** THE DATA follows **

//! Streamed artifact downloads

use crate::artifact::WorkingArea;
use crate::registry::RegistryClient;
use crate::types::{CrateSummary, SkipReason};
use futures::TryStreamExt;
use reqwest::header::CONTENT_TYPE;
use std::path::PathBuf;
use tokio::io::{AsyncReadExt, AsyncWriteExt};
use tokio_util::io::StreamReader;

/// Download one crate's release artifact into its working area
///
/// The declared `Content-Type` is checked against the expected compressed
/// archive type before a single body byte is consumed; on mismatch the item
/// is skipped without reading further. On match the body is streamed to disk
/// in `chunk_size` pieces, so peak memory is bounded regardless of artifact
/// size.
///
/// # Returns
///
/// The path of the downloaded archive inside `work`, or the [`SkipReason`]
/// that disqualified the item.
pub async fn fetch_artifact(
    client: &RegistryClient,
    summary: &CrateSummary,
    work: &WorkingArea,
    chunk_size: usize,
) -> std::result::Result<PathBuf, SkipReason> {
    let url = client.artifact_url(&summary.name, &summary.version);

    let response = client
        .http()
        .get(&url)
        .send()
        .await
        .map_err(transfer_failed)?
        .error_for_status()
        .map_err(transfer_failed)?;

    let declared = response
        .headers()
        .get(CONTENT_TYPE)
        .and_then(|value| value.to_str().ok())
        .unwrap_or("")
        .split(';')
        .next()
        .unwrap_or("")
        .trim()
        .to_string();

    if declared != client.expected_artifact_content_type() {
        return Err(SkipReason::UnexpectedContentType { found: declared });
    }

    let archive_path = work
        .path()
        .join(format!("{}-{}.crate", summary.name, summary.version));

    let mut reader = StreamReader::new(response.bytes_stream().map_err(std::io::Error::other));
    let mut file = tokio::fs::File::create(&archive_path)
        .await
        .map_err(transfer_failed)?;

    // Fixed-size copy loop; the buffer is the only body-sized allocation.
    let mut buf = vec![0u8; chunk_size];
    loop {
        let read = reader.read(&mut buf).await.map_err(transfer_failed)?;
        if read == 0 {
            break;
        }
        file.write_all(&buf[..read]).await.map_err(transfer_failed)?;
    }
    file.flush().await.map_err(transfer_failed)?;

    Ok(archive_path)
}

fn transfer_failed(error: impl std::fmt::Display) -> SkipReason {
    SkipReason::TransferFailed {
        message: error.to_string(),
    }
}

** End of THE DATA **

• **TASK TO COMPLETE**: Within the material above, copy exactly the lines from the line that holds "use crate::artifact::WorkingArea;" up to and including the line that holds "mismatch the item".

• **EXERCISE RESULT**:
use crate::artifact::WorkingArea;
use crate::registry::RegistryClient;
use crate::types::{CrateSummary, SkipReason};
use futures::TryStreamExt;
use reqwest::header::CONTENT_TYPE;
use std::path::PathBuf;
use tokio::io::{AsyncReadExt, AsyncWriteExt};
use tokio_util::io::StreamReader;

/// Download one crate's release artifact into its working area
///
/// The declared `Content-Type` is checked against the expected compressed
/// archive type before a single body byte is consumed; on mismatch the item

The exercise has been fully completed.